TransCom draws its manpower from the regular as well as the conscript full-time national servicemen (NSF) resources, with the build of officers amongst the selection criteria. Taller and well-built officers are chosen to project a tougher presence. Officers are trained to conduct policing work in confined and crowded spaces, and are familiarised with the MRT system's operations. In 2007, the unit began to include Volunteer Special Constabulary officers in its ranks.

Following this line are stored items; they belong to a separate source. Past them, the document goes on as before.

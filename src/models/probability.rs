//! Probability vector and condition keys

use serde::{Deserialize, Serialize};
use std::fmt;

/// Extreme-weather condition reported by the engine
#[derive(Debug, Serialize, Deserialize, Clone, Copy, PartialEq, Eq, Hash)]
#[serde(rename_all = "kebab-case")]
pub enum ConditionKey {
    VeryHot,
    VeryCold,
    VeryWindy,
    VeryWet,
    /// Always derived from hot, wet and windy; never measured directly
    VeryUncomfortable,
}

impl ConditionKey {
    /// All conditions in display order
    pub const ALL: [ConditionKey; 5] = [
        ConditionKey::VeryHot,
        ConditionKey::VeryCold,
        ConditionKey::VeryWindy,
        ConditionKey::VeryWet,
        ConditionKey::VeryUncomfortable,
    ];

    /// Wire name, e.g. `very-hot`
    #[must_use]
    pub fn as_str(&self) -> &'static str {
        match self {
            ConditionKey::VeryHot => "very-hot",
            ConditionKey::VeryCold => "very-cold",
            ConditionKey::VeryWindy => "very-windy",
            ConditionKey::VeryWet => "very-wet",
            ConditionKey::VeryUncomfortable => "very-uncomfortable",
        }
    }
}

impl fmt::Display for ConditionKey {
    fn fmt(&self, f: &mut fmt::Formatter<'_>) -> fmt::Result {
        f.write_str(self.as_str())
    }
}

/// Provenance of a probability vector
#[derive(Debug, Serialize, Deserialize, Clone, Copy, PartialEq, Eq)]
pub enum DataSource {
    /// Reduced from the multi-year daily archive
    #[serde(rename = "NASA-OpenMeteo")]
    NasaOpenMeteo,
    /// Synthesized from the static climate model with jitter
    #[serde(rename = "Enhanced-ClimateModel")]
    EnhancedClimateModel,
}

impl DataSource {
    #[must_use]
    pub fn as_str(&self) -> &'static str {
        match self {
            DataSource::NasaOpenMeteo => "NASA-OpenMeteo",
            DataSource::EnhancedClimateModel => "Enhanced-ClimateModel",
        }
    }
}

impl fmt::Display for DataSource {
    fn fmt(&self, f: &mut fmt::Formatter<'_>) -> fmt::Result {
        f.write_str(self.as_str())
    }
}

/// Integer percentages for every condition plus provenance metadata.
///
/// Values are clamped to `0..=100` on construction and every condition is
/// always present. Serialize-only, so [`ProbabilityVector::new`] is the sole
/// way to build one.
#[derive(Debug, Serialize, Clone, PartialEq, Eq)]
pub struct ProbabilityVector {
    #[serde(rename = "very-hot")]
    very_hot: u8,
    #[serde(rename = "very-cold")]
    very_cold: u8,
    #[serde(rename = "very-windy")]
    very_windy: u8,
    #[serde(rename = "very-wet")]
    very_wet: u8,
    #[serde(rename = "very-uncomfortable")]
    very_uncomfortable: u8,
    #[serde(rename = "totalYears")]
    total_years: u32,
    #[serde(rename = "dataSource")]
    data_source: DataSource,
}

/// Clamp an arbitrary (possibly negative or fractional) percentage into `0..=100`
#[must_use]
pub fn clamp_percent(value: f64) -> u8 {
    if value.is_nan() {
        return 0;
    }
    value.round().clamp(0.0, 100.0) as u8
}

impl ProbabilityVector {
    /// Build a vector from raw percentages; each value is rounded and clamped
    #[must_use]
    pub fn new(
        values: [f64; 5],
        total_years: u32,
        data_source: DataSource,
    ) -> Self {
        let [hot, cold, windy, wet, uncomfortable] = values.map(clamp_percent);
        Self {
            very_hot: hot,
            very_cold: cold,
            very_windy: windy,
            very_wet: wet,
            very_uncomfortable: uncomfortable,
            total_years,
            data_source,
        }
    }

    /// Probability for one condition
    #[must_use]
    pub fn get(&self, key: ConditionKey) -> u8 {
        match key {
            ConditionKey::VeryHot => self.very_hot,
            ConditionKey::VeryCold => self.very_cold,
            ConditionKey::VeryWindy => self.very_windy,
            ConditionKey::VeryWet => self.very_wet,
            ConditionKey::VeryUncomfortable => self.very_uncomfortable,
        }
    }

    /// Iterate conditions and their probabilities in display order
    pub fn iter(&self) -> impl Iterator<Item = (ConditionKey, u8)> + '_ {
        ConditionKey::ALL.into_iter().map(|key| (key, self.get(key)))
    }

    #[must_use]
    pub fn total_years(&self) -> u32 {
        self.total_years
    }

    #[must_use]
    pub fn data_source(&self) -> DataSource {
        self.data_source
    }

    /// Highest probability across all conditions
    #[must_use]
    pub fn max_probability(&self) -> u8 {
        self.iter().map(|(_, p)| p).max().unwrap_or(0)
    }
}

Each TransCom officer is armed with a revolver, T-baton, set of handcuffs and portable radio. Regulars, as well as selected NSFs, are trained in the use of the Taser, as a less-than-lethal option to defuse situations where lethal force would not be deemed necessary. Officers are dressed in dark blue tactical uniforms similar to those worn by Police Tactical Unit officers. Officers initially wore blue-coloured berets, but were given light grey-coloured berets on 30 December 2009, with the dual purpose of signifying their distinction as an independent department and increasing visibility during operations.

==Operations==
TransCom officers currently operate in pairs or larger groups in and around stations and trains on the MRT network. These patrols, which may include the inspection and searching of suspicious packages and persons, are deliberately kept random to retain an element of surprise for greater operational effectiveness.

Initially deployed only on the MRT system, TransCom Officers now have their area of operations extended to the bus interchanges and terminals, which were previously patrolled by Neighbourhood Police Centre officers.